*Work to be completed*: Of the material below, only the lines from the line containing "config.use_decompositions = false;" down to the line containing "the string isn't" belong in the answer, written out exactly.

^^^^^^^^^^^^^^^^

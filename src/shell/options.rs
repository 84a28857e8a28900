use clap::Parser;

use crate::solver::prelude::SolverConfig;

#[derive(Clone, Debug, Parser)]
pub struct HexShellOptions {
    #[arg(short, long)]
    pub log_level: Option<String>,

    /// Initial board size as `<width>x<height>`, e.g. `11x11`.
    #[arg(short, long, default_value = "11x11")]
    pub board_size: String,

    /// Path to a position database file; omit to run without persistence.
    #[arg(long)]
    pub db_path: Option<String>,

    /// Transposition table size in slots (rounded up to a power of two).
    #[arg(long)]
    pub tt_size: Option<usize>,

    /// Per-solve wall-clock budget in milliseconds; 0 (default) is unlimited.
    #[arg(short, long, default_value_t = 0)]
    pub time_limit: u64,

    #[arg(long, default_value_t = false)]
    pub no_decompositions: bool,

    #[arg(long, default_value_t = false)]
    pub no_shrink_proofs: bool,
}

impl HexShellOptions {
    pub fn solver_config(&self) -> SolverConfig {
        let mut config = SolverConfig::default();
        config.time_limit_ms = self.time_limit;
        if self.no_decompositions {
            config.use_decompositions = false;
        }
        if self.no_shrink_proofs {
            config.shrink_proofs = false;
        }
        config
    }

    /// Parses `board_size` into `(width, height)`, defaulting to 11x11 if
    /// the string isn't in `<w>x<h>` form.
    pub fn parse_board_size(&self) -> (usize, usize) {
        self.board_size
            .split_once(['x', 'X'])
            .and_then(|(w, h)| Some((w.trim().parse().ok()?, h.trim().parse().ok()?)))
            .unwrap_or((11, 11))
    }
}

^^^^^^^^^^^^^^^^

*Reply to the exercise*:
            config.use_decompositions = false;
        }
        if self.no_shrink_proofs {
            config.shrink_proofs = false;
        }
        config
    }

    /// Parses `board_size` into `(width, height)`, defaulting to 11x11 if
    /// the string isn't in `<w>x<h>` form.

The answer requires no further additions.